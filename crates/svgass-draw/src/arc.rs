//! Elliptical arc conversion.
//!
//! Converts the endpoint parameterization used by path data into center
//! form, then flattens it into line segments.

use std::f64::consts::TAU;
use svgass_geom::Vector;

/// An arc as written in path data, in local coordinates.
#[derive(Debug, Clone, Copy, PartialEq)]
pub struct ArcParams {
    pub radii: Vector,
    /// Rotation of the ellipse x axis, in radians.
    pub x_axis_rotation: f64,
    pub large_arc: bool,
    pub sweep: bool,
    pub start: Vector,
    pub end: Vector,
}

/// Center parameterization of an arc.
#[derive(Debug, Clone, Copy, PartialEq)]
pub struct CenterArc {
    pub center: Vector,
    /// Radii after scaling up to reach both endpoints.
    pub radii: Vector,
    pub x_axis_rotation: f64,
    pub start_angle: f64,
    /// Signed; positive sweeps toward increasing angles.
    pub sweep_angle: f64,
}

impl ArcParams {
    /// Build from path-data values, with the rotation in degrees.
    pub fn from_path_values(
        start: Vector,
        radii: Vector,
        rotation_degrees: f64,
        large_arc: bool,
        sweep: bool,
        end: Vector,
    ) -> Self {
        Self {
            radii: Vector::new(radii.x.abs(), radii.y.abs()),
            x_axis_rotation: rotation_degrees.rem_euclid(360.0).to_radians(),
            large_arc,
            sweep,
            start,
            end,
        }
    }

    /// Endpoint-to-center conversion.
    ///
    /// Returns `None` when there is no ellipse: a zero radius, coincident
    /// endpoints, or radii so large next to the chord that the arc cannot be
    /// told apart from a straight line. Radii too small to span the
    /// endpoints are scaled up uniformly until they do.
    pub fn to_center(&self) -> Option<CenterArc> {
        let (mut rx, mut ry) = (self.radii.x.abs(), self.radii.y.abs());
        if rx == 0.0 || ry == 0.0 || self.start == self.end {
            return None;
        }

        let (sin_phi, cos_phi) = self.x_axis_rotation.sin_cos();
        let half = (self.start - self.end) * 0.5;
        let x1p = cos_phi * half.x + sin_phi * half.y;
        let y1p = -sin_phi * half.x + cos_phi * half.y;

        let mut lambda = (x1p / rx).powi(2) + (y1p / ry).powi(2);
        if lambda.is_nan() || lambda < f64::EPSILON {
            return None;
        }
        if lambda > 1.0 {
            let grow = lambda.sqrt();
            rx *= grow;
            ry *= grow;
            lambda = 1.0;
        }

        // squared products of the radii overflow for large arcs, so the
        // coefficient is taken in the form normalized by rx*ry
        let sign = if self.large_arc != self.sweep { 1.0 } else { -1.0 };
        let coeff = sign * (1.0 / lambda - 1.0).max(0.0).sqrt();
        let cxp = coeff * (rx / ry) * y1p;
        let cyp = -coeff * (ry / rx) * x1p;

        let mid = (self.start + self.end) * 0.5;
        let center = Vector::new(
            cos_phi * cxp - sin_phi * cyp + mid.x,
            sin_phi * cxp + cos_phi * cyp + mid.y,
        );

        let u = Vector::new((x1p - cxp) / rx, (y1p - cyp) / ry);
        let v = Vector::new((-x1p - cxp) / rx, (-y1p - cyp) / ry);
        let start_angle = Vector::new(1.0, 0.0).angle_to(u);
        let mut sweep_angle = u.angle_to(v);
        if self.sweep && sweep_angle < 0.0 {
            sweep_angle += TAU;
        } else if !self.sweep && sweep_angle > 0.0 {
            sweep_angle -= TAU;
        }

        Some(CenterArc {
            center,
            radii: Vector::new(rx, ry),
            x_axis_rotation: self.x_axis_rotation,
            start_angle,
            sweep_angle,
        })
    }

    /// Points of the flattened arc after `start`, ending exactly on `end`.
    ///
    /// The angular step is `arc_step` divided by the mean radius, capped so
    /// that no more than `max_segments` segments are produced. An arc with
    /// no ellipse flattens to its end point alone.
    pub fn flatten(&self, arc_step: f64, max_segments: usize) -> Vec<Vector> {
        let Some(arc) = self.to_center() else {
            return vec![self.end];
        };

        let max_segments = max_segments.max(1);
        let span = arc.sweep_angle.abs();
        let mean_radius = (arc.radii.x + arc.radii.y) / 2.0;
        let mut step = arc_step / mean_radius;
        let needed = span / step;
        if !(needed.is_finite() && needed <= max_segments as f64) {
            step = span / max_segments as f64;
        }
        let direction = arc.sweep_angle.signum();

        let mut points = Vec::new();
        let mut i = 1usize;
        while i < max_segments && (i as f64) * step < span {
            points.push(arc.point_at(arc.start_angle + direction * step * i as f64));
            i += 1;
        }
        points.push(self.end);
        points
    }
}

impl CenterArc {
    /// Point on the ellipse at parametric angle `theta`.
    pub fn point_at(&self, theta: f64) -> Vector {
        let (sin_t, cos_t) = theta.sin_cos();
        let (sin_phi, cos_phi) = self.x_axis_rotation.sin_cos();
        let (rx, ry) = (self.radii.x, self.radii.y);
        Vector::new(
            self.center.x + rx * cos_t * cos_phi - ry * sin_t * sin_phi,
            self.center.y + rx * cos_t * sin_phi + ry * sin_t * cos_phi,
        )
    }
}
//! Emission boundary.
//!
//! Points handed to an [`Emitter`] are already in output space: origin
//! added, cumulative transform applied, output scale applied.

use crate::context::Paint;
use crate::error::DrawResult;
use serde::{Deserialize, Serialize};
use svgass_geom::Vector;

/// One drawing primitive in output space.
#[derive(Debug, Clone, Copy, PartialEq, Serialize, Deserialize)]
#[serde(tag = "op", rename_all = "snake_case")]
pub enum Primitive {
    MoveTo { to: Vector },
    LineTo { to: Vector },
    CubicTo { c1: Vector, c2: Vector, to: Vector },
}

impl Primitive {
    /// End point of the primitive.
    pub fn end(&self) -> Vector {
        match *self {
            Primitive::MoveTo { to } | Primitive::LineTo { to } | Primitive::CubicTo { to, .. } => to,
        }
    }
}

/// Receiver of converted geometry.
///
/// `begin_shape`/`end_shape` always bracket at least one primitive, and
/// every shape's first primitive is a move.
pub trait Emitter {
    fn begin_document(&mut self) -> DrawResult<()> {
        Ok(())
    }

    fn begin_shape(&mut self, paint: &Paint) -> DrawResult<()>;

    fn move_to(&mut self, to: Vector) -> DrawResult<()>;

    fn line_to(&mut self, to: Vector) -> DrawResult<()>;

    fn cubic_to(&mut self, c1: Vector, c2: Vector, to: Vector) -> DrawResult<()>;

    fn end_shape(&mut self) -> DrawResult<()> {
        Ok(())
    }

    fn end_document(&mut self) -> DrawResult<()> {
        Ok(())
    }

    /// Replay one recorded primitive.
    fn primitive(&mut self, primitive: &Primitive) -> DrawResult<()> {
        match *primitive {
            Primitive::MoveTo { to } => self.move_to(to),
            Primitive::LineTo { to } => self.line_to(to),
            Primitive::CubicTo { c1, c2, to } => self.cubic_to(c1, c2, to),
        }
    }
}

/// A painted outline.
#[derive(Debug, Clone, PartialEq, Serialize, Deserialize)]
pub struct Shape {
    pub paint: Paint,
    pub primitives: Vec<Primitive>,
}

/// Emitter that keeps everything in memory.
#[derive(Debug, Default)]
pub struct RecordingEmitter {
    pub shapes: Vec<Shape>,
    pub documents: usize,
}

impl RecordingEmitter {
    pub fn new() -> Self {
        Self::default()
    }

    /// Every primitive of every shape, in emission order.
    pub fn primitives(&self) -> impl Iterator<Item = &Primitive> {
        self.shapes.iter().flat_map(|shape| shape.primitives.iter())
    }

    fn open_shape(&mut self) -> &mut Shape {
        if self.shapes.is_empty() {
            self.shapes.push(Shape {
                paint: Paint::default(),
                primitives: Vec::new(),
            });
        }
        let last = self.shapes.len() - 1;
        &mut self.shapes[last]
    }
}

impl Emitter for RecordingEmitter {
    fn begin_document(&mut self) -> DrawResult<()> {
        self.documents += 1;
        Ok(())
    }

    fn begin_shape(&mut self, paint: &Paint) -> DrawResult<()> {
        self.shapes.push(Shape {
            paint: *paint,
            primitives: Vec::new(),
        });
        Ok(())
    }

    fn move_to(&mut self, to: Vector) -> DrawResult<()> {
        self.open_shape().primitives.push(Primitive::MoveTo { to });
        Ok(())
    }

    fn line_to(&mut self, to: Vector) -> DrawResult<()> {
        self.open_shape().primitives.push(Primitive::LineTo { to });
        Ok(())
    }

    fn cubic_to(&mut self, c1: Vector, c2: Vector, to: Vector) -> DrawResult<()> {
        self.open_shape()
            .primitives
            .push(Primitive::CubicTo { c1, c2, to });
        Ok(())
    }
}
//! Logging configuration and setup.
//!
//! Library crates only emit through `tracing`; installing a subscriber is
//! left to the binary. Output always goes to stderr so stdout stays free for
//! converted drawings.

use std::str::FromStr;
use tracing::Level;
use tracing_subscriber::{
    fmt, layer::SubscriberExt, util::SubscriberInitExt, util::TryInitError, EnvFilter,
};

/// Log output format.
#[derive(Debug, Clone, Copy, Default, PartialEq, Eq)]
pub enum LogFormat {
    /// Human-readable format.
    #[default]
    Pretty,
    /// Compact single-line format.
    Compact,
    /// JSON format for structured logging.
    Json,
}

impl FromStr for LogFormat {
    type Err = String;

    fn from_str(s: &str) -> Result<Self, Self::Err> {
        match s.to_ascii_lowercase().as_str() {
            "pretty" => Ok(LogFormat::Pretty),
            "compact" => Ok(LogFormat::Compact),
            "json" => Ok(LogFormat::Json),
            other => Err(format!(
                "unknown log format '{}' (expected pretty, compact or json)",
                other
            )),
        }
    }
}

/// Logging configuration.
#[derive(Debug, Clone)]
pub struct LogConfig {
    /// Log level.
    pub level: Level,
    /// Output format.
    pub format: LogFormat,
    /// Include source file location.
    pub include_location: bool,
    /// Custom filter string (e.g., "svgass_draw=debug,svgass_markup=warn").
    pub filter: Option<String>,
}

impl Default for LogConfig {
    fn default() -> Self {
        Self {
            level: Level::WARN,
            format: LogFormat::Pretty,
            include_location: false,
            filter: None,
        }
    }
}

impl LogConfig {
    /// Map a repeated `-v` count onto a level.
    ///
    /// 0 keeps warnings only, 1 adds info, 2 debug, 3 or more trace.
    pub fn from_verbosity(verbosity: u8) -> Self {
        let level = match verbosity {
            0 => Level::WARN,
            1 => Level::INFO,
            2 => Level::DEBUG,
            _ => Level::TRACE,
        };
        Self {
            level,
            include_location: verbosity >= 2,
            ..Default::default()
        }
    }

    /// Set the output format.
    pub fn with_format(mut self, format: LogFormat) -> Self {
        self.format = format;
        self
    }

    /// Set a custom filter.
    pub fn with_filter(mut self, filter: impl Into<String>) -> Self {
        self.filter = Some(filter.into());
        self
    }

    fn env_filter(&self) -> EnvFilter {
        let fallback = || EnvFilter::new(self.level.to_string());
        match &self.filter {
            Some(custom) => EnvFilter::try_new(custom).unwrap_or_else(|_| fallback()),
            None => EnvFilter::try_from_default_env().unwrap_or_else(|_| fallback()),
        }
    }
}

/// Install the global subscriber described by `config`.
///
/// Fails if a global subscriber is already set.
pub fn init_logging(config: &LogConfig) -> Result<(), TryInitError> {
    let filter = config.env_filter();

    match config.format {
        LogFormat::Pretty => {
            let fmt_layer = fmt::layer()
                .with_writer(std::io::stderr)
                .with_target(true)
                .with_file(config.include_location)
                .with_line_number(config.include_location);

            tracing_subscriber::registry()
                .with(filter)
                .with(fmt_layer)
                .try_init()
        }
        LogFormat::Compact => {
            let fmt_layer = fmt::layer()
                .compact()
                .with_writer(std::io::stderr)
                .with_target(true);

            tracing_subscriber::registry()
                .with(filter)
                .with(fmt_layer)
                .try_init()
        }
        LogFormat::Json => {
            let fmt_layer = fmt::layer().json().with_writer(std::io::stderr);

            tracing_subscriber::registry()
                .with(filter)
                .with(fmt_layer)
                .try_init()
        }
    }
}

#[cfg(test)]
mod tests {
    use super::*;

    #[test]
    fn test_log_config_default() {
        let config = LogConfig::default();
        assert_eq!(config.level, Level::WARN);
        assert!(!config.include_location);
        assert_eq!(config.format, LogFormat::Pretty);
    }

    #[test]
    fn test_log_config_verbosity() {
        assert_eq!(LogConfig::from_verbosity(0).level, Level::WARN);
        assert_eq!(LogConfig::from_verbosity(1).level, Level::INFO);
        let debug = LogConfig::from_verbosity(2);
        assert_eq!(debug.level, Level::DEBUG);
        assert!(debug.include_location);
        assert_eq!(LogConfig::from_verbosity(9).level, Level::TRACE);
    }

    #[test]
    fn test_log_config_with_filter() {
        let config = LogConfig::default().with_filter("svgass_draw=debug");
        assert_eq!(config.filter, Some("svgass_draw=debug".to_string()));
    }

    #[test]
    fn test_log_format_from_str() {
        assert_eq!("JSON".parse::<LogFormat>(), Ok(LogFormat::Json));
        assert_eq!("compact".parse::<LogFormat>(), Ok(LogFormat::Compact));
        assert!("xml".parse::<LogFormat>().is_err());
    }

    #[test]
    fn test_second_init_fails_without_panicking() {
        let config = LogConfig::default().with_format(LogFormat::Compact);
        let first = init_logging(&config);
        let second = init_logging(&config);
        // another test binary thread may have won the first call
        assert!(first.is_err() || second.is_err());
    }
}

----------------------------------------

Could you find every line in the records above that contains the word "CubicTo" and copy it?

    CubicTo { c1: Vector, c2: Vector, to: Vector },
            Primitive::MoveTo { to } | Primitive::LineTo { to } | Primitive::CubicTo { to, .. } => to,
            Primitive::CubicTo { c1, c2, to } => self.cubic_to(c1, c2, to),
            .push(Primitive::CubicTo { c1, c2, to });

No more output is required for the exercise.